JohnMakin yesterday at 6:38 PM

> Imagine a programming language where statements are suggestions and functions return “Success” while hallucinating. Reasoning becomes impossible; reliability collapses as complexity grows.

This is essentially declarative programming. Most traditional programming is imperative, what most developers are used to - I give the exact set of instructions and expect them to be obeyed as I write them. Agents are way more declarative than imperative - you give them a result, they work on getting that result. Now the problem of course, is in something declarative like say, SQL, this result is going to be pretty consistent and well-defined, but you're still trusting the underlying engine on how to go about it.

Thinking about agents declaratively has helped me a lot rather than to try to design these rube-goldberg "control" systems around them. Didn't get it right? Ok, I validated it's not correct, let's try again or approach it differently.

If you really need something imperative, then write something imperative! Or have the agent do so. This stuff reads like trying to use the wrong tool for the job.

dkersten today at 8:52 AM

This is something I realised late last year while using Claude Code. The LLM shouldn't be the one in control of the workflow, because the LLM can make mistakes, skip steps, hallucinate steps, etc. Its also wasteful of tokens.

I'm a firm believer that a "thin harness" is the wrong approach for this reason and that workflows should be enforced in code. Doing that allows you to make sure that the workflow is always followed and reduces tokens since the LLM no longer has to consider the workflow or read the workflow instructions. But it also allows more interesting things: you can split plans into steps and feed them through a workflow one by one (so the model no longer needs to have as strong multi-step following); you can give each workflow stage its own context or prompts; you can add workflow-stage-specific verification.
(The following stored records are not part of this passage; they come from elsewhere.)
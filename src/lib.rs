//! rfm-dashboard: a read-only dashboard over RFM customer segmentation results
//!
//! This library loads precomputed per-customer segment assignments and
//! per-cluster summaries, derives headline KPIs, maps segments to strategic
//! action text and renders charts and a performance table.

pub mod cache;
pub mod catalog;
pub mod cli;
pub mod dashboard;
pub mod data;
pub mod error;
pub mod kpi;
pub mod strategy;
pub mod table;
pub mod viz;

// Re-export public items for easier access
pub use cache::DatasetCache;
pub use catalog::{SegmentCatalog, StrategyEntry};
pub use cli::Args;
pub use dashboard::{load_or_empty, Dashboard, DashboardPage, SegmentOptions};
pub use data::{load_datasets, ClusterSummaryRecord, CustomerSegmentRecord, DataPaths, Datasets};
pub use error::DashboardError;
pub use kpi::{compute_kpis, Kpis};
pub use strategy::{StrategySelector, StrategyView};
pub use table::performance_table;
pub use viz::{proportion_slices, render_charts, snake_plot_data};

/// Common result type used throughout the application
pub type Result<T> = anyhow::Result<T>;
use chrono::{Datelike, Days, Months, NaiveDate};

use crate::core::primitives::{date_to_unix_seconds, unix_seconds_to_date};
use crate::core::scale::normalize_range;
use crate::core::{DataPoint, LinearScale, Rect};
use crate::error::{ChartError, ChartResult};

const SECONDS_PER_DAY: f64 = 86_400.0;

/// Padding applied around the fitted time range.
#[derive(Debug, Clone, Copy, PartialEq)]
pub struct TimeScaleTuning {
    pub left_padding_ratio: f64,
    pub right_padding_ratio: f64,
    pub min_span_absolute: f64,
}

impl Default for TimeScaleTuning {
    fn default() -> Self {
        Self {
            left_padding_ratio: 0.05,
            right_padding_ratio: 0.05,
            min_span_absolute: SECONDS_PER_DAY,
        }
    }
}

impl TimeScaleTuning {
    fn validate(self) -> ChartResult<Self> {
        if !self.left_padding_ratio.is_finite()
            || !self.right_padding_ratio.is_finite()
            || self.left_padding_ratio < 0.0
            || self.right_padding_ratio < 0.0
        {
            return Err(ChartError::InvalidData(
                "time scale padding ratios must be finite and >= 0".to_owned(),
            ));
        }

        if !self.min_span_absolute.is_finite() || self.min_span_absolute <= 0.0 {
            return Err(ChartError::InvalidData(
                "time scale min span must be finite and > 0".to_owned(),
            ));
        }

        Ok(self)
    }
}

/// Horizontal axis over unix seconds.
///
/// `full_*` is the fitted data range, `visible_*` adds the tuning padding and
/// is what maps onto the plot width.
#[derive(Debug, Clone, Copy, PartialEq)]
pub struct TimeScale {
    full_start: f64,
    full_end: f64,
    visible_start: f64,
    visible_end: f64,
}

impl TimeScale {
    pub fn new(time_start: f64, time_end: f64) -> ChartResult<Self> {
        let (start, end) = normalize_range(time_start, time_end, 1.0)?;
        Ok(Self {
            full_start: start,
            full_end: end,
            visible_start: start,
            visible_end: end,
        })
    }

    pub fn from_points(points: &[DataPoint]) -> ChartResult<Self> {
        Self::from_points_tuned(points, TimeScaleTuning::default())
    }

    pub fn from_points_tuned(points: &[DataPoint], tuning: TimeScaleTuning) -> ChartResult<Self> {
        let tuning = tuning.validate()?;

        if points.is_empty() {
            return Err(ChartError::InvalidData(
                "time scale cannot be built from empty data".to_owned(),
            ));
        }

        let mut min = f64::INFINITY;
        let mut max = f64::NEG_INFINITY;
        for point in points {
            if !point.x.is_finite() {
                return Err(ChartError::InvalidData(
                    "time values must be finite".to_owned(),
                ));
            }
            min = min.min(point.x);
            max = max.max(point.x);
        }

        let (full_start, full_end) = normalize_range(min, max, tuning.min_span_absolute)?;
        let full_span = full_end - full_start;

        Ok(Self {
            full_start,
            full_end,
            visible_start: full_start - full_span * tuning.left_padding_ratio,
            visible_end: full_end + full_span * tuning.right_padding_ratio,
        })
    }

    #[must_use]
    pub fn full_range(self) -> (f64, f64) {
        (self.full_start, self.full_end)
    }

    #[must_use]
    pub fn visible_range(self) -> (f64, f64) {
        (self.visible_start, self.visible_end)
    }

    /// Maps a unix-second timestamp onto the horizontal extent of `plot`.
    pub fn time_to_x(self, time: f64, plot: Rect) -> ChartResult<f64> {
        let offset = self.visible_linear()?.value_to_offset(time, plot.width)?;
        Ok(plot.x + offset)
    }

    pub fn x_to_time(self, x: f64, plot: Rect) -> ChartResult<f64> {
        self.visible_linear()?.offset_to_value(x - plot.x, plot.width)
    }

    /// Calendar-aligned tick dates inside the visible range.
    ///
    /// Picks the finest step among days, months and years that yields at
    /// most `target_count` ticks, the way a date locator spaces major ticks.
    #[must_use]
    pub fn calendar_ticks(self, target_count: usize) -> Vec<NaiveDate> {
        let target_count = target_count.max(2);
        let (Some(start), Some(end)) = (
            unix_seconds_to_date(self.visible_start),
            unix_seconds_to_date(self.visible_end),
        ) else {
            return Vec::new();
        };

        let span_days = (self.visible_end - self.visible_start) / SECONDS_PER_DAY;
        let step = CalendarStep::LADDER
            .iter()
            .copied()
            .find(|step| span_days / step.approx_days() <= target_count as f64)
            .unwrap_or(CalendarStep::Years(1_000));

        let mut ticks = Vec::new();
        let mut cursor = step.first_on_or_after(start);
        while let Some(date) = cursor {
            if date > end {
                break;
            }
            let seconds = date_to_unix_seconds(date);
            if seconds >= self.visible_start && seconds <= self.visible_end {
                ticks.push(date);
            }
            cursor = step.advance(date);
        }
        ticks
    }

    fn visible_linear(self) -> ChartResult<LinearScale> {
        LinearScale::new(self.visible_start, self.visible_end)
    }
}

#[derive(Debug, Clone, Copy, PartialEq, Eq)]
enum CalendarStep {
    Days(u32),
    Months(u32),
    Years(i32),
}

impl CalendarStep {
    const LADDER: [CalendarStep; 18] = [
        CalendarStep::Days(1),
        CalendarStep::Days(2),
        CalendarStep::Days(7),
        CalendarStep::Days(14),
        CalendarStep::Months(1),
        CalendarStep::Months(2),
        CalendarStep::Months(3),
        CalendarStep::Months(6),
        CalendarStep::Years(1),
        CalendarStep::Years(2),
        CalendarStep::Years(5),
        CalendarStep::Years(10),
        CalendarStep::Years(20),
        CalendarStep::Years(25),
        CalendarStep::Years(50),
        CalendarStep::Years(100),
        CalendarStep::Years(200),
        CalendarStep::Years(500),
    ];

    fn approx_days(self) -> f64 {
        match self {
            Self::Days(n) => f64::from(n),
            Self::Months(n) => f64::from(n) * 30.44,
            Self::Years(n) => f64::from(n) * 365.25,
        }
    }

    fn first_on_or_after(self, date: NaiveDate) -> Option<NaiveDate> {
        match self {
            Self::Days(n) => {
                let n = i64::from(n);
                let day_number = i64::from(date.num_days_from_ce());
                let remainder = day_number.rem_euclid(n);
                let skip = if remainder == 0 { 0 } else { n - remainder };
                date.checked_add_days(Days::new(skip as u64))
            }
            Self::Months(n) => {
                let mut cursor = NaiveDate::from_ymd_opt(date.year(), date.month(), 1)?;
                if cursor < date {
                    cursor = cursor.checked_add_months(Months::new(1))?;
                }
                while cursor.month0() % n != 0 {
                    cursor = cursor.checked_add_months(Months::new(1))?;
                }
                Some(cursor)
            }
            Self::Years(n) => {
                let mut year = date.year();
                if NaiveDate::from_ymd_opt(year, 1, 1)? < date {
                    year += 1;
                }
                let remainder = year.rem_euclid(n);
                if remainder != 0 {
                    year += n - remainder;
                }
                NaiveDate::from_ymd_opt(year, 1, 1)
            }
        }
    }

    fn advance(self, date: NaiveDate) -> Option<NaiveDate> {
        match self {
            Self::Days(n) => date.checked_add_days(Days::new(u64::from(n))),
            Self::Months(n) => date.checked_add_months(Months::new(n)),
            Self::Years(n) => NaiveDate::from_ymd_opt(date.year() + n, 1, 1),
        }
    }
}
Based on my experience with Claude Code and Kilo Code, I've been building a workflow engine for this exact purpose: it lets you define sequences, branches, and loops in a configuration file that it then steps through. I've opted to passing JSON data between stages and using the `jq` language for logic and data extraction. The engine itself is written in (hand coded; the recent Claude Code bugs taught me that the core has to be solid) Rust, while the actual LLM calls are done in a subprocess (currently I have my own Typescript+Vercel AI SDK based harness, but the plan is to support third party ones like claude code cli, codex cli, etc too in order to be able to use their subscriptions).

I'm not quite ready to share it just yet, but I thought it was interesting to mention since it aims to solve the exact problem that OP is talking about.

isityettime yesterday at 7:10 PM

Afaict all harnesses are wrong in this respect, some of them deeply so.

Slash commands, for instance, are a misfeature. I should never have to wait for the chatbot finish a turn so that I can check on the status of my context window or how much money I've spent this session. Control should be orthogonal to the chat loop.

Even things that have nothing to do with controlling the text generator's input and output are entangled with chat actions for no good reason except "it's a chat thing, let's pretend we're operating an IRC bot".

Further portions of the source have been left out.